§ AIM OF THE EXERCISE
If a line in the records below holds the word "PathBuf", copy it.

§ EXTRACTED INFORMATION

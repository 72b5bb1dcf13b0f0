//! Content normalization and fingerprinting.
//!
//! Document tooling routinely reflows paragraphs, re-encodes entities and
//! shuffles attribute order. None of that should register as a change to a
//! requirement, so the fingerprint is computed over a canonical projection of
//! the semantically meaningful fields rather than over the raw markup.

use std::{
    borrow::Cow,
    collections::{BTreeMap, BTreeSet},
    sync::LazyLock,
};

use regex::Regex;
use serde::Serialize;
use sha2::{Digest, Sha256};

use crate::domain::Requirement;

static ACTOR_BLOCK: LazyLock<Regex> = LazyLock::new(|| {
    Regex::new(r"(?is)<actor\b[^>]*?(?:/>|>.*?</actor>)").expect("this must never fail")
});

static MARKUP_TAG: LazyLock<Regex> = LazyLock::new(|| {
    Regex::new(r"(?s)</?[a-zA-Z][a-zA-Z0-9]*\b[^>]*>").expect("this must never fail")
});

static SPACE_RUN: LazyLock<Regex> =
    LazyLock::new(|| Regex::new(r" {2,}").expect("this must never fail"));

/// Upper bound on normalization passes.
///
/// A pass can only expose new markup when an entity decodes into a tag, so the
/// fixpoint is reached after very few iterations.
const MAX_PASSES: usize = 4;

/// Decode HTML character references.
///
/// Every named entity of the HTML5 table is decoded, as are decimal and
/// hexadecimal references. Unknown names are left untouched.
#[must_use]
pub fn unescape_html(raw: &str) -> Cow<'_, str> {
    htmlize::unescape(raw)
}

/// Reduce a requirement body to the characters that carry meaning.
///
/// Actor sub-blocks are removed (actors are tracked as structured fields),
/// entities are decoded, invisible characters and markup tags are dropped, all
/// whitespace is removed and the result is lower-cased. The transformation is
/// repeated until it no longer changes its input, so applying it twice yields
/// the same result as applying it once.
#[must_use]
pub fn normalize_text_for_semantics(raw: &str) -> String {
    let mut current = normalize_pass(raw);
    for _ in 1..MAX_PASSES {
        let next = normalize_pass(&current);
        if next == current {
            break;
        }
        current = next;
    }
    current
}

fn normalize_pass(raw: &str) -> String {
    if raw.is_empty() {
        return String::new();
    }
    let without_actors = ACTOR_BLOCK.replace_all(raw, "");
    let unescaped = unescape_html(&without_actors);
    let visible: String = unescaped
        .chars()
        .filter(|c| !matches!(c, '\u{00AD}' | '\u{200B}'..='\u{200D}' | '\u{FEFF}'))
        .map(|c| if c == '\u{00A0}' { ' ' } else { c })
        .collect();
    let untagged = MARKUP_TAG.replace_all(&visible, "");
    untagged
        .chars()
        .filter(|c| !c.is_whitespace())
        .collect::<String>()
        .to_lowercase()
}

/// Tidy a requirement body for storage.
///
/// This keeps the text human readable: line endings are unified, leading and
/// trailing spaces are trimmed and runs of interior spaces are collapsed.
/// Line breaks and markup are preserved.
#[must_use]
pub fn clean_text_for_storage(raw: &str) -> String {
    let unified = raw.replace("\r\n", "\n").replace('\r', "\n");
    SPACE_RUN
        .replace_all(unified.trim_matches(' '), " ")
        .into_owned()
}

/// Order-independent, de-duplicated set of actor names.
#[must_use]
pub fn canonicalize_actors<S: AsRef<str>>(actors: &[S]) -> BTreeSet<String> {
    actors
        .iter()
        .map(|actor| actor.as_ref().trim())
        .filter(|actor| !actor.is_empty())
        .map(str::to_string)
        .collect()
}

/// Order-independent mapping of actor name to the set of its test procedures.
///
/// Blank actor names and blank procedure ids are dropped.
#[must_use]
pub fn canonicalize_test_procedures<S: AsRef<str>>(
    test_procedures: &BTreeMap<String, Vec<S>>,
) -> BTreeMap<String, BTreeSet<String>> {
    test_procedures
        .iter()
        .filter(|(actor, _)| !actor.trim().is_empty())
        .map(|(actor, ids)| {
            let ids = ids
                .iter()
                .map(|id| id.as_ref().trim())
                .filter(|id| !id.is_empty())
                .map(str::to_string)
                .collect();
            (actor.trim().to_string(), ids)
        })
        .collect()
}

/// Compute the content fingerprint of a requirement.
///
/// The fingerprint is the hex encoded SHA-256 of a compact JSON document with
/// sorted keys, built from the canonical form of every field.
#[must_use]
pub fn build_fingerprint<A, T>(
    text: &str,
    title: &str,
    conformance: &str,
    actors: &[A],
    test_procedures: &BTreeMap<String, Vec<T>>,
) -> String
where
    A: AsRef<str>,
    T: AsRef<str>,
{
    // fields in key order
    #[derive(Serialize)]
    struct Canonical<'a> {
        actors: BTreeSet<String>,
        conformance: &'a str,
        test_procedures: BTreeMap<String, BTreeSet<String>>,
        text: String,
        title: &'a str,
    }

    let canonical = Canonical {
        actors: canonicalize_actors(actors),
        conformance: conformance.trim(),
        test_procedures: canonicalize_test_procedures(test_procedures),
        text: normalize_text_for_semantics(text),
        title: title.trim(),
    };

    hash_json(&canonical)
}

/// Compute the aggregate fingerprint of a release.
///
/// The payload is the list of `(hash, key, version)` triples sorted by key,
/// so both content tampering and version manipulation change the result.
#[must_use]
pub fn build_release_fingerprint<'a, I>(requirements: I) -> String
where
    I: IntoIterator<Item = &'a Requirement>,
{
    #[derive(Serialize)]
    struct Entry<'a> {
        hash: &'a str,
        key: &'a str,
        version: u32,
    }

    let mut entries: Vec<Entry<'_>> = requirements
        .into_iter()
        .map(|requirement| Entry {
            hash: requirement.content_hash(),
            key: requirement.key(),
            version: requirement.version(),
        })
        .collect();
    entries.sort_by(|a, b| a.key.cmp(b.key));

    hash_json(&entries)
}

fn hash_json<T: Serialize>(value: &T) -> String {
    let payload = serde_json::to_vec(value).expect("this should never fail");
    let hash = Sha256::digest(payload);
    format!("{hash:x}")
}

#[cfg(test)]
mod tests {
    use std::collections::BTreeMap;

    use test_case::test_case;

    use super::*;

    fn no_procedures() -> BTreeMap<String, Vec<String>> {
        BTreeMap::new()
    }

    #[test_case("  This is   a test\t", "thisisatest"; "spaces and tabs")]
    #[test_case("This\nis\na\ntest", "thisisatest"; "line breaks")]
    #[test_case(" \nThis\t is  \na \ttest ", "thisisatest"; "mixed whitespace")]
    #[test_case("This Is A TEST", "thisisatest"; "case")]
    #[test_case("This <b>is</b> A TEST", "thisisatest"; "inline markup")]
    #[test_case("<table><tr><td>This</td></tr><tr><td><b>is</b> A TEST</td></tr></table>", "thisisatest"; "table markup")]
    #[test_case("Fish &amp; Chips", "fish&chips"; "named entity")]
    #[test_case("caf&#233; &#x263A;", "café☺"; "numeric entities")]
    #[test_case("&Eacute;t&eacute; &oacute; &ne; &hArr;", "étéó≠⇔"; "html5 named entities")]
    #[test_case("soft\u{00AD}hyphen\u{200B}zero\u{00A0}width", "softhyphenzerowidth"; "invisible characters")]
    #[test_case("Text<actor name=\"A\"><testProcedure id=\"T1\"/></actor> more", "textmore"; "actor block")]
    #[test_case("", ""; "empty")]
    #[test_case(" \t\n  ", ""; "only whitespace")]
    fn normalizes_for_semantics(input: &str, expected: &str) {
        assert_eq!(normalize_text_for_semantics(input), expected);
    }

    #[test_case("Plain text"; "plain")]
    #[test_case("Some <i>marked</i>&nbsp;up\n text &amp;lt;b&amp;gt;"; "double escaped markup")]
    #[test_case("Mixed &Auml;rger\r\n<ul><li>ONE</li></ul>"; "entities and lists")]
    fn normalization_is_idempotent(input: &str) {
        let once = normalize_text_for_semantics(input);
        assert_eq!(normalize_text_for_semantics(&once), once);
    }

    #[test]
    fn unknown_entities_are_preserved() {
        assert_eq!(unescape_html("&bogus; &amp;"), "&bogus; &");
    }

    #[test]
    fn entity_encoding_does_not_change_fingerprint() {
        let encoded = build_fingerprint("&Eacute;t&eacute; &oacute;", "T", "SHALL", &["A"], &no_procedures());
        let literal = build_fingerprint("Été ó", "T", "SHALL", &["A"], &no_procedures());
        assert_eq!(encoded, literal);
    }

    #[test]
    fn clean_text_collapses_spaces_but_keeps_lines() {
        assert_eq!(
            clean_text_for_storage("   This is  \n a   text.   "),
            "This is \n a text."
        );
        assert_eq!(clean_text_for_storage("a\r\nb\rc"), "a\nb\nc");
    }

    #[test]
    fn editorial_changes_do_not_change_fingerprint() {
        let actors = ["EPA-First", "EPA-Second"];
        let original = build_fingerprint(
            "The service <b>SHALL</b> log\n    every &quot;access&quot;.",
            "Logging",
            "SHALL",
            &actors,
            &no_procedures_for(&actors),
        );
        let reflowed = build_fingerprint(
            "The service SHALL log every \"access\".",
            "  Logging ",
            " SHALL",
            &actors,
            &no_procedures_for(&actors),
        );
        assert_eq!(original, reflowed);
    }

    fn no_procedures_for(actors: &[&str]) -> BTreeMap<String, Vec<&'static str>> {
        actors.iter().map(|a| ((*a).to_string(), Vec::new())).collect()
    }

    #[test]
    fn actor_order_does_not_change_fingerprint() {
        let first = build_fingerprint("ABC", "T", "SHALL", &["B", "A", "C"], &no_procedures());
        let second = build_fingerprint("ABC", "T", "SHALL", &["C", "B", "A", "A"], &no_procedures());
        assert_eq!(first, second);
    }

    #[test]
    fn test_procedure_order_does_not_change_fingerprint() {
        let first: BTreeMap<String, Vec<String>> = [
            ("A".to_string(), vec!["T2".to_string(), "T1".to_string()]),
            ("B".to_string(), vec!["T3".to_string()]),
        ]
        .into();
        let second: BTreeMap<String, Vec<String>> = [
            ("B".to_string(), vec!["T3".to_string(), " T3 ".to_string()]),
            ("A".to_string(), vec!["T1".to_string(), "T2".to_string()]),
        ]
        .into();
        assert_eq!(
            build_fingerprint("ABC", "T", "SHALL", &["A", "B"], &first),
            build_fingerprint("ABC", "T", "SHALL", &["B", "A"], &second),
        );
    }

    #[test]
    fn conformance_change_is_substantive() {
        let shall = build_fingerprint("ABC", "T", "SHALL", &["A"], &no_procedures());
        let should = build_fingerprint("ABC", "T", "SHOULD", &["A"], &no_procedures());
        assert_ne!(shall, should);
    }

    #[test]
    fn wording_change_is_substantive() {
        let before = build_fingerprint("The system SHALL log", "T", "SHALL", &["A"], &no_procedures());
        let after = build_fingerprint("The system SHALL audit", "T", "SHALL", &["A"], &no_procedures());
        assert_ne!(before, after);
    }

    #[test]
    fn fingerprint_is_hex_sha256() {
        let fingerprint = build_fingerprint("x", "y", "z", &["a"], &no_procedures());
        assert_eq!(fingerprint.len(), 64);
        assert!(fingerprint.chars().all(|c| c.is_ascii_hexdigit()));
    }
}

...

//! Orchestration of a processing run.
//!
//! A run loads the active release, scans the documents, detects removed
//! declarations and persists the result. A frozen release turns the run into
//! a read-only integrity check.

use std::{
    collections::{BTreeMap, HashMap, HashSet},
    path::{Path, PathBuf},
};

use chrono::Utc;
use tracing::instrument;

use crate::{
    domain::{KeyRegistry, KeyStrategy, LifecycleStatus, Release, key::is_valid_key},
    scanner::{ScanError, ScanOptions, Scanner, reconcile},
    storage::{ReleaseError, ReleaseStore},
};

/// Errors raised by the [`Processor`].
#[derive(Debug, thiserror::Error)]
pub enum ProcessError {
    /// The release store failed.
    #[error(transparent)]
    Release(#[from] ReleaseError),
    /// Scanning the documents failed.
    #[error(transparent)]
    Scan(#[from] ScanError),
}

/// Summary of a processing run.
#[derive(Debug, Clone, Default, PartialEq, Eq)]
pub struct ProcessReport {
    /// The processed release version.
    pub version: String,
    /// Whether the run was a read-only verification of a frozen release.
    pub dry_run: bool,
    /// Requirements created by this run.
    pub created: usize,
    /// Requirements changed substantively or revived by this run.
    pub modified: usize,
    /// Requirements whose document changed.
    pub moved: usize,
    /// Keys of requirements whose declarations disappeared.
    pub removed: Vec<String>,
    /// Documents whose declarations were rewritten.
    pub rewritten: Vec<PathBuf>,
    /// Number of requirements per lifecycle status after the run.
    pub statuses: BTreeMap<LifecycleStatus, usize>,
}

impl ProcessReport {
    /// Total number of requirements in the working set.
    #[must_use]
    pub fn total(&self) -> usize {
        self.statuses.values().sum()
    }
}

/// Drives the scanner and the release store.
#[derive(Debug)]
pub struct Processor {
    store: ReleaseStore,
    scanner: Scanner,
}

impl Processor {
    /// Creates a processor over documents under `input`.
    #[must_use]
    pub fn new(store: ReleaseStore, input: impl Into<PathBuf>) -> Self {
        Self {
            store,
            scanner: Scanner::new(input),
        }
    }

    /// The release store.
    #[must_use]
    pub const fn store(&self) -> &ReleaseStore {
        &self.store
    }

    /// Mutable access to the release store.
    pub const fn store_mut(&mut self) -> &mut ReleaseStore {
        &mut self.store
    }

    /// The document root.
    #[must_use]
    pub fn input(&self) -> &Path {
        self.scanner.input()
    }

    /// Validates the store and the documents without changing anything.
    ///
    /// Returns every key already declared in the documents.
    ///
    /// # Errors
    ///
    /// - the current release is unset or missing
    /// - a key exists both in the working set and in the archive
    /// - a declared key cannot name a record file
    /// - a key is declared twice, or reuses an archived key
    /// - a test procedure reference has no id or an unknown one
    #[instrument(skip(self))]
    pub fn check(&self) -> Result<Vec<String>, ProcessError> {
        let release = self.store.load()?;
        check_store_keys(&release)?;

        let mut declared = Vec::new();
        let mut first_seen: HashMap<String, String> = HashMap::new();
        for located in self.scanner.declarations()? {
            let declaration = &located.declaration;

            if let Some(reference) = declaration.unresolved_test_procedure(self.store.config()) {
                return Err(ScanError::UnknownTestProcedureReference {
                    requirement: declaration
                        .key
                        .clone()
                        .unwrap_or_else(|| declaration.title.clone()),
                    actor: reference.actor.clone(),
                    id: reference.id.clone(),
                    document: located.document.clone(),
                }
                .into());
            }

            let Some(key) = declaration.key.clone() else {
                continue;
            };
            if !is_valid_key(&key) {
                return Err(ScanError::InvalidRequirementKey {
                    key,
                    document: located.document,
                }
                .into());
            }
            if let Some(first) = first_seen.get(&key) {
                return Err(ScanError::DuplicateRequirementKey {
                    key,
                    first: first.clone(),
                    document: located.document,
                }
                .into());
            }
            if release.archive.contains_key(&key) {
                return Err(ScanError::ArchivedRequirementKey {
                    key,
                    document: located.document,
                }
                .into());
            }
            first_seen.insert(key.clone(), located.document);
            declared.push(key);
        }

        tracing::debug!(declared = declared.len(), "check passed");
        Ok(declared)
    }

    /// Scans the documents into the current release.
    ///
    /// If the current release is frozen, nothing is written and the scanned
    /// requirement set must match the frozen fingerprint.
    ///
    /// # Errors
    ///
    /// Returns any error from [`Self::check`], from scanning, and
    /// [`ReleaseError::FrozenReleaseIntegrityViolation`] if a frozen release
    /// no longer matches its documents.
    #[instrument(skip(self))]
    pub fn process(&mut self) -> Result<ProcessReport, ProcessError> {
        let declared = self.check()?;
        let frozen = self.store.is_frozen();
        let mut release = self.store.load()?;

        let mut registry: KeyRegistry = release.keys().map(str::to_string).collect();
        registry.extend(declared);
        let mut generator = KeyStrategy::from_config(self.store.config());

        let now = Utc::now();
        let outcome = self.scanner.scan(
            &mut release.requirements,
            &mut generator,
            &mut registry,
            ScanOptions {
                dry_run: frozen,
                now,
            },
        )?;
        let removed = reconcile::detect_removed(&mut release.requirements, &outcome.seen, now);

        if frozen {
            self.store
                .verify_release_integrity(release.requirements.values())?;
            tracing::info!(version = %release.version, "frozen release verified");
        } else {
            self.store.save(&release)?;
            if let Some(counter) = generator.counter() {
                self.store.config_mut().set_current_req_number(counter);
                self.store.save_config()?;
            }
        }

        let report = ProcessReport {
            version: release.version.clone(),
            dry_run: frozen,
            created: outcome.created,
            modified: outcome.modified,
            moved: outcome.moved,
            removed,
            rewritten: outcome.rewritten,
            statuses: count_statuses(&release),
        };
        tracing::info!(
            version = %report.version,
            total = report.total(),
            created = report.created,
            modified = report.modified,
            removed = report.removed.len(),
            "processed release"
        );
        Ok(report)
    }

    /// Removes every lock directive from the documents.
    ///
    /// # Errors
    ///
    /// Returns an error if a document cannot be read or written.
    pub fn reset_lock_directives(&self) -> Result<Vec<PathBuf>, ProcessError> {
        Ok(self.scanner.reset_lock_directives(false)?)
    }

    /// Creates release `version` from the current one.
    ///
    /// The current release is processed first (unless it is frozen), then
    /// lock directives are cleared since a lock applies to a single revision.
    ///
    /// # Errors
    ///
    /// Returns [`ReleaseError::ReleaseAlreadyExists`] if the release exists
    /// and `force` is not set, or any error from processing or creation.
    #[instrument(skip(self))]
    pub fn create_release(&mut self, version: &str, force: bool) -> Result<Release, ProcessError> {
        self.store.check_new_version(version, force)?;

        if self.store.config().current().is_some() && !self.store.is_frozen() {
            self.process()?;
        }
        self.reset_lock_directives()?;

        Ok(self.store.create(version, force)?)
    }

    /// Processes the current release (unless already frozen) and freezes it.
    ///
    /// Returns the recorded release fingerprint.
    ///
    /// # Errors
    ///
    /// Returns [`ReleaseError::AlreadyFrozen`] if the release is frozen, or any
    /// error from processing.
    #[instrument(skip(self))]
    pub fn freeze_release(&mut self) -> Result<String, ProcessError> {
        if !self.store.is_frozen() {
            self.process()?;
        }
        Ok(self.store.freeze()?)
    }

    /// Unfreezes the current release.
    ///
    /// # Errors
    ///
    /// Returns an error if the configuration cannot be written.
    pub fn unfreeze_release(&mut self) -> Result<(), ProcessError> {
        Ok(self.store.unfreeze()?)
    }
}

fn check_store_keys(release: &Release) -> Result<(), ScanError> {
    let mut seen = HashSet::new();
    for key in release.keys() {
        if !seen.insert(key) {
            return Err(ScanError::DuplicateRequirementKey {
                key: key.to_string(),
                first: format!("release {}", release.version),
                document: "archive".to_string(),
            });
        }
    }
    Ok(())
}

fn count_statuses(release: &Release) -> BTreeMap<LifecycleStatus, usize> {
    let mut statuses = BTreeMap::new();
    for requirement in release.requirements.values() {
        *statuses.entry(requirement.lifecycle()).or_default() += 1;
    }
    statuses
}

--

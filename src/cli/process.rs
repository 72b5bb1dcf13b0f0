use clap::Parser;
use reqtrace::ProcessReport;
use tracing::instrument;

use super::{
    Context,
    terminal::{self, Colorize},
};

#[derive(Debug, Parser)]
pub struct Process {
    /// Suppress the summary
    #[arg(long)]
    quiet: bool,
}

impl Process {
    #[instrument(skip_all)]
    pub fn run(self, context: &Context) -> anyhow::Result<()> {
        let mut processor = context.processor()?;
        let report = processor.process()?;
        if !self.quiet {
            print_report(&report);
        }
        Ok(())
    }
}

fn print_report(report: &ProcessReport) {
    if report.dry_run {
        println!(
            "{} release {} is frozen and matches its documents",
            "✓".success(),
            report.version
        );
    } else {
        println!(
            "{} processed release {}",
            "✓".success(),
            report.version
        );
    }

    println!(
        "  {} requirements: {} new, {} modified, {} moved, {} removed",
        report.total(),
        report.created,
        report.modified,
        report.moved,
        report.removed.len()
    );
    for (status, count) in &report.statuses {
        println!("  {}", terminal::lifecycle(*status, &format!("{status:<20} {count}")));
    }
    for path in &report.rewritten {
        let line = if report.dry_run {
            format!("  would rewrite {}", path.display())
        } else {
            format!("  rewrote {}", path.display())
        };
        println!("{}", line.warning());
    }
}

§ RESULT OF THIS TASK
    path::{Path, PathBuf},
    pub rewritten: Vec<PathBuf>,
    pub fn new(store: ReleaseStore, input: impl Into<PathBuf>) -> Self {
    pub fn reset_lock_directives(&self) -> Result<Vec<PathBuf>, ProcessError> {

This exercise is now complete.